— What you have to do —
For this exercise, restate word for word only the lines from the first line of the data to the line containing "pub fn contains(&self, hour: u32)".

— Data to process —
★ ★ ★ ★ ★ ★ ★
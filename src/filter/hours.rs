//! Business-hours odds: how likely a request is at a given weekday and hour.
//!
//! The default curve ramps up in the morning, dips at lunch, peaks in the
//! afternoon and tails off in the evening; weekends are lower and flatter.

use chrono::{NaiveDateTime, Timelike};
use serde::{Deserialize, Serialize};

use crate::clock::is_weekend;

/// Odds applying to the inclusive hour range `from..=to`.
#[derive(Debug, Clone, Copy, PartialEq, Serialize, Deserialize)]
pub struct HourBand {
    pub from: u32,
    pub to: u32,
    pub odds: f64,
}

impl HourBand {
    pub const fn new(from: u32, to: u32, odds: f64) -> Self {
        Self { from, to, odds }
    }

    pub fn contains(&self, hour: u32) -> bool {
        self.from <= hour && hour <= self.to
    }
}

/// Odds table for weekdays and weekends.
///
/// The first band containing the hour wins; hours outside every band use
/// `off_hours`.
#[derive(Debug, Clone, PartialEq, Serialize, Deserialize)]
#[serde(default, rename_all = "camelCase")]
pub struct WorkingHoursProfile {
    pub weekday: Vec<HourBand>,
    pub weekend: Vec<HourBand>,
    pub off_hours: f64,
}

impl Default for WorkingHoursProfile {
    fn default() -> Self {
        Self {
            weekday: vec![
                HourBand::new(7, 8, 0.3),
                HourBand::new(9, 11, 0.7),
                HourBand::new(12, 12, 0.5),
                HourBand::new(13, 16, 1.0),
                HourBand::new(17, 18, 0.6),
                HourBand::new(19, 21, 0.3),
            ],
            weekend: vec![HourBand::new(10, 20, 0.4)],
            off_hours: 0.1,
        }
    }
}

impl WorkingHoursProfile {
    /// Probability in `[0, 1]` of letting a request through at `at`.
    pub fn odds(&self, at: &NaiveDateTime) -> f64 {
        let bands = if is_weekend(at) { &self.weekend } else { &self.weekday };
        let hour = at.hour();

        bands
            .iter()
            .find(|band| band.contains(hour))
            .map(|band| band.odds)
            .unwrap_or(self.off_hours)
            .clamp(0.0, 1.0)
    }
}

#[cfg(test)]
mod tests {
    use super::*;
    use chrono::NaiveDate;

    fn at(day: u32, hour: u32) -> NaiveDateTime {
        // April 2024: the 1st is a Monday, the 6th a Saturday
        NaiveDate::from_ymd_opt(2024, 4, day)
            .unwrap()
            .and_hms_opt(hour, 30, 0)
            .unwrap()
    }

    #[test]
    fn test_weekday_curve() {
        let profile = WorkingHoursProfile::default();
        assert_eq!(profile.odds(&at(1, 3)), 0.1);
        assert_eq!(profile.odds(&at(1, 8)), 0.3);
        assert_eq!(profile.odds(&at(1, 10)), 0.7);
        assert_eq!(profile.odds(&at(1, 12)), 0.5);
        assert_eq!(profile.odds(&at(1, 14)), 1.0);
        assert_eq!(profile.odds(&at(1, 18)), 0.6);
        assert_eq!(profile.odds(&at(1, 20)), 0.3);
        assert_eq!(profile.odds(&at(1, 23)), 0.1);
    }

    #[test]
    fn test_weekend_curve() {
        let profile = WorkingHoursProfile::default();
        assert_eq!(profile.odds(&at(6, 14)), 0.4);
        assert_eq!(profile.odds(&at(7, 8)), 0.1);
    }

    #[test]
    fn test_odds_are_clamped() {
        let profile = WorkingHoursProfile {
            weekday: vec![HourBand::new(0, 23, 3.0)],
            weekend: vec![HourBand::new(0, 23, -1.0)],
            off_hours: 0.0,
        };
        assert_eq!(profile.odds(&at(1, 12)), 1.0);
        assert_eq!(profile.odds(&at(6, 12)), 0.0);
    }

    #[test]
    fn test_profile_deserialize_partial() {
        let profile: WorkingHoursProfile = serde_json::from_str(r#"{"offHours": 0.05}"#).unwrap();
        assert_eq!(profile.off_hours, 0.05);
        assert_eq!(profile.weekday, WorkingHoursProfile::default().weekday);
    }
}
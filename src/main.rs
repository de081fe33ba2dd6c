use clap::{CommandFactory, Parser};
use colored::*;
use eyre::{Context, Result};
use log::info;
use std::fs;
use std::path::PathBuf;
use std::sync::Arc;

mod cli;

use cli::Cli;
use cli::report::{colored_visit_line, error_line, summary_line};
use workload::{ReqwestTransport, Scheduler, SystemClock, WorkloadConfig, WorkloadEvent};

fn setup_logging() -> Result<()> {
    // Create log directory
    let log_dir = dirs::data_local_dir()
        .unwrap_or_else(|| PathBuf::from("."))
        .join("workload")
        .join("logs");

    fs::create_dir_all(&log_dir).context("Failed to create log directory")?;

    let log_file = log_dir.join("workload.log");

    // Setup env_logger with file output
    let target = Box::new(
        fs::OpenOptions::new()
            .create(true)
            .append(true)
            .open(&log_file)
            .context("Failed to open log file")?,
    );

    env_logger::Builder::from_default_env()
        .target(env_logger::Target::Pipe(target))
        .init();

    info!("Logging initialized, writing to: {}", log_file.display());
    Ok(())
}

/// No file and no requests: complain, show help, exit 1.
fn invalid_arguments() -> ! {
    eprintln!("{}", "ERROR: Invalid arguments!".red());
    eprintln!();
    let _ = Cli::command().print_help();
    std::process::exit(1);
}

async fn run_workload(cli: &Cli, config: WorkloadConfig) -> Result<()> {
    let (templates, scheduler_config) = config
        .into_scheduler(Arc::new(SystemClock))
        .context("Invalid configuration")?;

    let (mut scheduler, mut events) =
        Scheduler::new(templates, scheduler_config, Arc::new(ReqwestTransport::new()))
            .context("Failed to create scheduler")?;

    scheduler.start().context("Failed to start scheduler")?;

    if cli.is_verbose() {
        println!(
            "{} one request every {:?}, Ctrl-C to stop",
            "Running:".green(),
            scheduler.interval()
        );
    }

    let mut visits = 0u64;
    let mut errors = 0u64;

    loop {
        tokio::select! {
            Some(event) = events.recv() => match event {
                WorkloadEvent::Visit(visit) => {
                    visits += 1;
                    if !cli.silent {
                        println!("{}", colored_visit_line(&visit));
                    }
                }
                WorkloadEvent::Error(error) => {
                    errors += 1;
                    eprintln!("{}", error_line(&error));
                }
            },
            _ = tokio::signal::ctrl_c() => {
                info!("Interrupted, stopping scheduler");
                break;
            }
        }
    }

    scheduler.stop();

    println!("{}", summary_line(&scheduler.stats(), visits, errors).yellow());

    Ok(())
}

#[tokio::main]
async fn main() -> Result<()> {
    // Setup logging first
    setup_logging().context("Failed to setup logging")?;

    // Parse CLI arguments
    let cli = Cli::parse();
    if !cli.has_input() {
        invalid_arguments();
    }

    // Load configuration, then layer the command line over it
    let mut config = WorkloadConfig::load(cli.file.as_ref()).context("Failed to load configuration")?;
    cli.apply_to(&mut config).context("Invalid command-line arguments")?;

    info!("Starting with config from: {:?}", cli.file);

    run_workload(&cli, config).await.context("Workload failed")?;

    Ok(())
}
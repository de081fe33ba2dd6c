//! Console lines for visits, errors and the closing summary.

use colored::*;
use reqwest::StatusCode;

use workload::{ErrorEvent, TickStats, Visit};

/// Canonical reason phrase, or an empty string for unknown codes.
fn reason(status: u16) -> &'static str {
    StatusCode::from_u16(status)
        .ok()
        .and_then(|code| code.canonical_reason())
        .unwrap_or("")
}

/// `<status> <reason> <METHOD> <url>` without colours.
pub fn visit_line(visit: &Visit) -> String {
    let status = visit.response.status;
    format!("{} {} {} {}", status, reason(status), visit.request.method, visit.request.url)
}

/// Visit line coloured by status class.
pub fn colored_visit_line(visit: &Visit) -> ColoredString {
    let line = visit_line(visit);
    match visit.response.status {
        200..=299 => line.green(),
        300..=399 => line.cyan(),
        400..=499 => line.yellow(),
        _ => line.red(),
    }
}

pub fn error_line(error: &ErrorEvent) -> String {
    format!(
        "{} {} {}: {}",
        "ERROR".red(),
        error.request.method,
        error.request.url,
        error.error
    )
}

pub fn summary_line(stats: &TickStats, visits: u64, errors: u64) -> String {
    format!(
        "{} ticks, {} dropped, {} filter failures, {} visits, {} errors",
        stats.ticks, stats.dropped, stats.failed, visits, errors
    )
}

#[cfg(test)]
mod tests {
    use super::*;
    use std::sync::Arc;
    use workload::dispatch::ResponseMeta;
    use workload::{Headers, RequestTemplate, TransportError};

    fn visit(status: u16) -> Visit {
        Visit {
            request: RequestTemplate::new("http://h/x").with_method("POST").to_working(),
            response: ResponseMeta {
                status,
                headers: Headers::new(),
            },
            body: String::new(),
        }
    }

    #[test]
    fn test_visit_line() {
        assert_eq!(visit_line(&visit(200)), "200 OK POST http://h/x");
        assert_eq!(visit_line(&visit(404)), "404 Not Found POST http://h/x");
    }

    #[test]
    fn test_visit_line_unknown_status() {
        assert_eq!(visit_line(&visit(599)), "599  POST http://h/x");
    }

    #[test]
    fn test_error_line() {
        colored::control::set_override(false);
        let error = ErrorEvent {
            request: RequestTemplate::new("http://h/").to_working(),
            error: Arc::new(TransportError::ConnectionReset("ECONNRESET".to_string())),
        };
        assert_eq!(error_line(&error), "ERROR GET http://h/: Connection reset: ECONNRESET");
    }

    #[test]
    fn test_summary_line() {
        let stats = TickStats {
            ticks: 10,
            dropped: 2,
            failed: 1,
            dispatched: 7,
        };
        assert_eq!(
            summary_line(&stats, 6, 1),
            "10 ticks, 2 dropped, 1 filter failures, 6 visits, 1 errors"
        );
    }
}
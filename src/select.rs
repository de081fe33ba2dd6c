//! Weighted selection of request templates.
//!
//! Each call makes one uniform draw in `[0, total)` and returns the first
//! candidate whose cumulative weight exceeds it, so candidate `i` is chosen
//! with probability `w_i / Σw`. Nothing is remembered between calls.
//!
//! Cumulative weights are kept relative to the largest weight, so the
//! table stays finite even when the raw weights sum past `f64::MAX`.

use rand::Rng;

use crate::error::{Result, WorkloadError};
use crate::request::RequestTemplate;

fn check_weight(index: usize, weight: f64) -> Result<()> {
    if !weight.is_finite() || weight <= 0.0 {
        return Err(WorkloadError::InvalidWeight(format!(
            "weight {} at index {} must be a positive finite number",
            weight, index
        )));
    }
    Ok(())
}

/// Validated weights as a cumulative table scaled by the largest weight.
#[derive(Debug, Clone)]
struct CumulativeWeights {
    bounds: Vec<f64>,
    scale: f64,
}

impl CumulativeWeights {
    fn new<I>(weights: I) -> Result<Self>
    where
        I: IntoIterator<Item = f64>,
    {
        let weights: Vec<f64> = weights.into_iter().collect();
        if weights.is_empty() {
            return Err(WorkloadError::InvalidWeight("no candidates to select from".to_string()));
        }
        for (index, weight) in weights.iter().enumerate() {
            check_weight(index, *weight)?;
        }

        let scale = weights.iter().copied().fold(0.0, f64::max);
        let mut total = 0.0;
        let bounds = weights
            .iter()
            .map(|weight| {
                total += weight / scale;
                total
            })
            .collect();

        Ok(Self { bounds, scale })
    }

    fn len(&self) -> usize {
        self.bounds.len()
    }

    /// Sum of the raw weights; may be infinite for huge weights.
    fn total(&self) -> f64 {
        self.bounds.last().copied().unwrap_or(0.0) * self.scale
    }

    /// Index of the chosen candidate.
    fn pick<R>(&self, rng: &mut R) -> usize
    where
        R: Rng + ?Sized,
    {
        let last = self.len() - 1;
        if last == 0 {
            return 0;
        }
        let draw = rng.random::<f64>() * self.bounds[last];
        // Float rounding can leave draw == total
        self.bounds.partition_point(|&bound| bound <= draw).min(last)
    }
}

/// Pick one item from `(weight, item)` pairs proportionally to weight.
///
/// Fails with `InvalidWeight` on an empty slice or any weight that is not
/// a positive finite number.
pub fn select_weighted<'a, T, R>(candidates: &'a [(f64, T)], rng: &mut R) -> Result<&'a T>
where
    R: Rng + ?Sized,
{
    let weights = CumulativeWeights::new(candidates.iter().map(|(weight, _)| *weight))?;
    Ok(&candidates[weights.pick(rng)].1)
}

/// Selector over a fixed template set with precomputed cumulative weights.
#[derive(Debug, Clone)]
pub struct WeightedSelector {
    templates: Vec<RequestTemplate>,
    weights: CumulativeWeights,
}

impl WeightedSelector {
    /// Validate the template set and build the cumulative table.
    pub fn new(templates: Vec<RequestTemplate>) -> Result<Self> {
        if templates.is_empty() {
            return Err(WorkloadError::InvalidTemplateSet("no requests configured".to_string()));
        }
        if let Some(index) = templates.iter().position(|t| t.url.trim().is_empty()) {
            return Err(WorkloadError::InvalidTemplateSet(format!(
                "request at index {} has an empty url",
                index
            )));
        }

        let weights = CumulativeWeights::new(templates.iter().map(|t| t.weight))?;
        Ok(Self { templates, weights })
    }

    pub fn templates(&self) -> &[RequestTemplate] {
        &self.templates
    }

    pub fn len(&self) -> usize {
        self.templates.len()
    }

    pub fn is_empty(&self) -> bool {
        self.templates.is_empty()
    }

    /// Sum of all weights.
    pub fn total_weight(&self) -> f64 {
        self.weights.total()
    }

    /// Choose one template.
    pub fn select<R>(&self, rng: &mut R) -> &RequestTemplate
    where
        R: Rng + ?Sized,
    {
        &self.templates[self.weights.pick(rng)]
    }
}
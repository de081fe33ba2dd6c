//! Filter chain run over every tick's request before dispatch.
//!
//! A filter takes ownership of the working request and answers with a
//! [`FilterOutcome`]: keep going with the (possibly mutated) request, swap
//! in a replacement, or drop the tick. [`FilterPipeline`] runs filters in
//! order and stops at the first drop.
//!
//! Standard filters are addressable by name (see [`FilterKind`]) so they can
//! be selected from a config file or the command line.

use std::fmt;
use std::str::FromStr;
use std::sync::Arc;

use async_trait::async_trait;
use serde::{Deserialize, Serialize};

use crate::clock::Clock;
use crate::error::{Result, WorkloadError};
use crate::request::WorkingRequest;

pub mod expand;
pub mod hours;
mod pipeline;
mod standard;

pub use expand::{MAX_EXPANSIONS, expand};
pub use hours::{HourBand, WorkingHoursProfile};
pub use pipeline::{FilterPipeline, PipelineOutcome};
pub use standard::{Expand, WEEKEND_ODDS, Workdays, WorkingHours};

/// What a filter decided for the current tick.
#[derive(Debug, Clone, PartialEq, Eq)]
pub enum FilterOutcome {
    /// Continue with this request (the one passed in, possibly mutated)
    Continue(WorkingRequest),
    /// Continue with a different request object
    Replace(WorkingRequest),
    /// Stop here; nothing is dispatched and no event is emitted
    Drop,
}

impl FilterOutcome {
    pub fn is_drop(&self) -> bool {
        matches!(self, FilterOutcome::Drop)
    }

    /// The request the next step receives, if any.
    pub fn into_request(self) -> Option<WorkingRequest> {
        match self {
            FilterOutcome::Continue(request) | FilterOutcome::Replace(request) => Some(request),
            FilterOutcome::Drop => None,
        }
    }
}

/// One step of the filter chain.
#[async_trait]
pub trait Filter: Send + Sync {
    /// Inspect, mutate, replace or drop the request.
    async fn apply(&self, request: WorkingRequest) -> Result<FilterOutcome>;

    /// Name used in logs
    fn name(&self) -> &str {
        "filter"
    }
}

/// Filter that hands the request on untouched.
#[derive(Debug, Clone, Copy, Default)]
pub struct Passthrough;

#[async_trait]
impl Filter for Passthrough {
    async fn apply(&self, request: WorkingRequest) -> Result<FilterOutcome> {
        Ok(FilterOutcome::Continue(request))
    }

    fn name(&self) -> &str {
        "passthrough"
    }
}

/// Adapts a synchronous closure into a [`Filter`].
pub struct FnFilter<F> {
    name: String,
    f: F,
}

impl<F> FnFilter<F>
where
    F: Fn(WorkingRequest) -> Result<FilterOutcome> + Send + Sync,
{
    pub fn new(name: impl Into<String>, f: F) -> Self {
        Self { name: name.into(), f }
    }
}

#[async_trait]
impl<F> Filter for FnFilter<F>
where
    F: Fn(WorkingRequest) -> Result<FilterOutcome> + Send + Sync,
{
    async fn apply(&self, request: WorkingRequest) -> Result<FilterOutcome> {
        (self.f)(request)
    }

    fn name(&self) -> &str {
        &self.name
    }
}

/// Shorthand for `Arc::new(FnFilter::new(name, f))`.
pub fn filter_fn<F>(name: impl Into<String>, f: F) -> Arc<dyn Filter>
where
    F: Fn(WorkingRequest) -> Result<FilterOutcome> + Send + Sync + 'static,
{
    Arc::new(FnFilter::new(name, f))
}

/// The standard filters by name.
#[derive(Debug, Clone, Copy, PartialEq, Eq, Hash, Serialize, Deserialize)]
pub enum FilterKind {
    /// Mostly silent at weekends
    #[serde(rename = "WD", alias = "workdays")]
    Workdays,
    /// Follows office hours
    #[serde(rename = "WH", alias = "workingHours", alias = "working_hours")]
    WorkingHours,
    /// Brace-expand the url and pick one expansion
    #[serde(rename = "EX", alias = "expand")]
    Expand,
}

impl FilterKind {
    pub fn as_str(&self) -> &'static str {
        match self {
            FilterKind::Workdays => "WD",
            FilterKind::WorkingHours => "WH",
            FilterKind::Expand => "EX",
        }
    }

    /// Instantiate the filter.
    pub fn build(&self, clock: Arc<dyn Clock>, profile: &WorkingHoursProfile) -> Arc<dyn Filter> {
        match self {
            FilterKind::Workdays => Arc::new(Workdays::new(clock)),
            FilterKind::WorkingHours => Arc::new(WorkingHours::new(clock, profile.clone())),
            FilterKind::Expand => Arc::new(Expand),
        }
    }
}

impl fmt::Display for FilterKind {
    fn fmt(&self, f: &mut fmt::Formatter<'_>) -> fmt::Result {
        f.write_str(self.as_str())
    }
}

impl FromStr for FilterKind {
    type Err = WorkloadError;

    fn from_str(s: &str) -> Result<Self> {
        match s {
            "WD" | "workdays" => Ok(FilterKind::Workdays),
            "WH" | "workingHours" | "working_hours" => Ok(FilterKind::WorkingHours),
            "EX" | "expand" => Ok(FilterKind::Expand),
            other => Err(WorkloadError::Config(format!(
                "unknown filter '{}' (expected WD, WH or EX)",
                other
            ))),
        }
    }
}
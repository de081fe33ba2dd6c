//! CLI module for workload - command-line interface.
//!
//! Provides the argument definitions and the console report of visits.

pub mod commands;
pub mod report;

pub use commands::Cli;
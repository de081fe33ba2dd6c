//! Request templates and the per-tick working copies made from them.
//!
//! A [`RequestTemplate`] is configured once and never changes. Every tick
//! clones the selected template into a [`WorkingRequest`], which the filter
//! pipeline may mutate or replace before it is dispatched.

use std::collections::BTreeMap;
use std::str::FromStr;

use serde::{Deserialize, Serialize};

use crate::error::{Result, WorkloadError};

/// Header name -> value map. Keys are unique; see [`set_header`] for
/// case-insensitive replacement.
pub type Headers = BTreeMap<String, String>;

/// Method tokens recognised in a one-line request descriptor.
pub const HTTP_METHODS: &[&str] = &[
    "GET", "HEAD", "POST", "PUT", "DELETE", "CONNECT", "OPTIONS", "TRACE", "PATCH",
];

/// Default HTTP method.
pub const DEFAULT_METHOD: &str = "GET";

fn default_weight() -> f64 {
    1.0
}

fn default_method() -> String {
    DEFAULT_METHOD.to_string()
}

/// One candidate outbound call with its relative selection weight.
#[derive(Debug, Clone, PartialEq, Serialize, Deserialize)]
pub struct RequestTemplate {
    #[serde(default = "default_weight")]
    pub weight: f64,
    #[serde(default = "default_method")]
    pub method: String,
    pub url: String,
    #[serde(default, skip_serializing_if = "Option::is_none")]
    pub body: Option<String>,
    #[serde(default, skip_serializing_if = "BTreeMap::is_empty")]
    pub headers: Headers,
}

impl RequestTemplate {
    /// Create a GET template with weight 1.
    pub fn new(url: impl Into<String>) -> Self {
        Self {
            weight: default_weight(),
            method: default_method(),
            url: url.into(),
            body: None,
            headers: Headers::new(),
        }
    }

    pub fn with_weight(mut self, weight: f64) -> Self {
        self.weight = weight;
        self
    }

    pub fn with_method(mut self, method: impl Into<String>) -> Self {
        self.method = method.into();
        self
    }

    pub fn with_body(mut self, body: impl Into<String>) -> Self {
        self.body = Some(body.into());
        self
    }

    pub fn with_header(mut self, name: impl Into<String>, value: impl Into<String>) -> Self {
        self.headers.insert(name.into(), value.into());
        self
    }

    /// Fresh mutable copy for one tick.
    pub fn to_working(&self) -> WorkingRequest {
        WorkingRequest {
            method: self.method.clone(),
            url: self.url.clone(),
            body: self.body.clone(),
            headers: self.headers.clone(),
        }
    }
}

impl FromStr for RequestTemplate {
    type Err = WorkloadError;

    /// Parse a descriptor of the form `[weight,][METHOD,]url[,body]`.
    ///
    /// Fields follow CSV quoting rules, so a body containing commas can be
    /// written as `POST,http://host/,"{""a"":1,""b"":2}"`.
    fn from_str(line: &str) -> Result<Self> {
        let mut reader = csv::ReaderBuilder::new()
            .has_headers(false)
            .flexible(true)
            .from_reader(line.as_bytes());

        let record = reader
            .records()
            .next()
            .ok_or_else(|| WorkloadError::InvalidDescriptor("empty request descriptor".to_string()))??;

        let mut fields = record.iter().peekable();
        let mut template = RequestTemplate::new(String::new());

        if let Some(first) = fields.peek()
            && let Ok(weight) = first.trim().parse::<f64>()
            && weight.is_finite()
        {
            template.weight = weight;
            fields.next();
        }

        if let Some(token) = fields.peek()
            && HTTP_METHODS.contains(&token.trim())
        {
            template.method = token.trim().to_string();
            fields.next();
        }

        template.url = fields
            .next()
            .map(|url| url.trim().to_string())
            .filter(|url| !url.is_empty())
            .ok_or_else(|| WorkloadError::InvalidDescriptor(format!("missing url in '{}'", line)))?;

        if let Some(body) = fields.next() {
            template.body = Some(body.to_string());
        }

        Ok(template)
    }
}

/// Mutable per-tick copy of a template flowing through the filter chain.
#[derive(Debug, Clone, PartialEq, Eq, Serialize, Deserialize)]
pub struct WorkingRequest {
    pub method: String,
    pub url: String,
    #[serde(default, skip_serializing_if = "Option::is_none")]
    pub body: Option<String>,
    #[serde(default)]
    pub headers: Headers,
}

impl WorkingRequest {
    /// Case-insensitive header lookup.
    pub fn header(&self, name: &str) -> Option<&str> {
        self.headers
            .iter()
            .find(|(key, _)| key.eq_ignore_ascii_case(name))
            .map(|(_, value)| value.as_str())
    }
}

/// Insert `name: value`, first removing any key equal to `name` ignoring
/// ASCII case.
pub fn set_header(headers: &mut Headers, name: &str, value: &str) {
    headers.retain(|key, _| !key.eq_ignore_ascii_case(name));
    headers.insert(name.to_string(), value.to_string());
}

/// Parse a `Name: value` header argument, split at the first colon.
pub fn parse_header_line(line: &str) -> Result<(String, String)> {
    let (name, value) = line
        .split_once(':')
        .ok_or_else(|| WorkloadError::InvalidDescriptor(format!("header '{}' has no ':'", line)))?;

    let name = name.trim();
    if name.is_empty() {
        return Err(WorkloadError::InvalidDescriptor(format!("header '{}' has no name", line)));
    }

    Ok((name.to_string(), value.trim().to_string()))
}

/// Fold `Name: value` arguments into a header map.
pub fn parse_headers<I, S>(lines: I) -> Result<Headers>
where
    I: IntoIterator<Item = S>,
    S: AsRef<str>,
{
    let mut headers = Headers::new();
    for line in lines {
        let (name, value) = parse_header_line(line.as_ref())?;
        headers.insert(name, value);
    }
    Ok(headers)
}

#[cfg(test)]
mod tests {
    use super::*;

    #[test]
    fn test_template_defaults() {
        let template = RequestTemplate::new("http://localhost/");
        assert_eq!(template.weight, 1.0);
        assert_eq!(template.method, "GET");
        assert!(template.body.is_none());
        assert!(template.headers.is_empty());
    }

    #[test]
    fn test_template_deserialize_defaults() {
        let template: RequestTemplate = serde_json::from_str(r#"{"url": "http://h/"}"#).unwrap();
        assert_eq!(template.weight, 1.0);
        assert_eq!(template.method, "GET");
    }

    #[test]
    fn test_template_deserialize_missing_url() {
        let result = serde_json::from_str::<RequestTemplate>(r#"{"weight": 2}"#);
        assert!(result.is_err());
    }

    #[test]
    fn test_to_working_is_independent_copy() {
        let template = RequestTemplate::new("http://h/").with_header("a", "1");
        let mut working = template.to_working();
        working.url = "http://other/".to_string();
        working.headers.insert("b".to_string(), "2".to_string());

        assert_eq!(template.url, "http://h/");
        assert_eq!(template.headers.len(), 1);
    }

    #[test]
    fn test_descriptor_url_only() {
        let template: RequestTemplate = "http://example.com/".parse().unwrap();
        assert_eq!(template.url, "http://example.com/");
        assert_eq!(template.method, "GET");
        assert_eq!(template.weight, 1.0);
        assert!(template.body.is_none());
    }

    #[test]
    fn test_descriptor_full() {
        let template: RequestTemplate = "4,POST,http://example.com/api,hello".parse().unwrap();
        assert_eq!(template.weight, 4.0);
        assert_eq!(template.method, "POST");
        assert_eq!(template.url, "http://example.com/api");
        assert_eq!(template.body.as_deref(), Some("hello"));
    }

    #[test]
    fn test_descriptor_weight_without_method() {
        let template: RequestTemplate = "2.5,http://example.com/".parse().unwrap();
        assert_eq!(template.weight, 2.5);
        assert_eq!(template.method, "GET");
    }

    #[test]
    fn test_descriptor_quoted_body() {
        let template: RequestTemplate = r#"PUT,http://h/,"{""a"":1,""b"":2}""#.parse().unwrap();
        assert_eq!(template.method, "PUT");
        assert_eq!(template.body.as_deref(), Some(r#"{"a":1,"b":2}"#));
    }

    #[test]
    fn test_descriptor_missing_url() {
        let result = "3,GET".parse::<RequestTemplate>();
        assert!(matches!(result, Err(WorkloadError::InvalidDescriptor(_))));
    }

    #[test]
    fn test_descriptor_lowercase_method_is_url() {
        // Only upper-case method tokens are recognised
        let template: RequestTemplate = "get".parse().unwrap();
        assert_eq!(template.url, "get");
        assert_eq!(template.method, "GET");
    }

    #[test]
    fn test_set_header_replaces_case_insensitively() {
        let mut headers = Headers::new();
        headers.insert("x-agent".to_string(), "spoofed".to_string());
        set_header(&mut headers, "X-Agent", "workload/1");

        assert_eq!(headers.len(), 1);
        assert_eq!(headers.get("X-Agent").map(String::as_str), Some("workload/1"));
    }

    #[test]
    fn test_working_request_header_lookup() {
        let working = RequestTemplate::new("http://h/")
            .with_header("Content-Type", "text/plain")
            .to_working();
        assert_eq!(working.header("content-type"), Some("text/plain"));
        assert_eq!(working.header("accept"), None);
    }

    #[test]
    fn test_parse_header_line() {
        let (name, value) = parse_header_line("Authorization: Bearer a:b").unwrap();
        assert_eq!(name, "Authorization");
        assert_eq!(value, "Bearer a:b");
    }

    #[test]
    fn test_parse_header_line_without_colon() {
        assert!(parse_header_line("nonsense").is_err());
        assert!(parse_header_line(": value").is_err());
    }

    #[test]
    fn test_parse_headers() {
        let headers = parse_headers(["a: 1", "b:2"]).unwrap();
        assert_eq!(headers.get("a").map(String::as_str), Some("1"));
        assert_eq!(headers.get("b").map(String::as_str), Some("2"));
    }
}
★ ★ ★ ★ ★ ★ ★
— Output below —
filename src/filter/hours.rs
//! Business-hours odds: how likely a request is at a given weekday and hour.
//!
//! The default curve ramps up in the morning, dips at lunch, peaks in the
//! afternoon and tails off in the evening; weekends are lower and flatter.

use chrono::{NaiveDateTime, Timelike};
use serde::{Deserialize, Serialize};

use crate::clock::is_weekend;

/// Odds applying to the inclusive hour range `from..=to`.
#[derive(Debug, Clone, Copy, PartialEq, Serialize, Deserialize)]
pub struct HourBand {
    pub from: u32,
    pub to: u32,
    pub odds: f64,
}

impl HourBand {
    pub const fn new(from: u32, to: u32, odds: f64) -> Self {
        Self { from, to, odds }
    }

    pub fn contains(&self, hour: u32) -> bool {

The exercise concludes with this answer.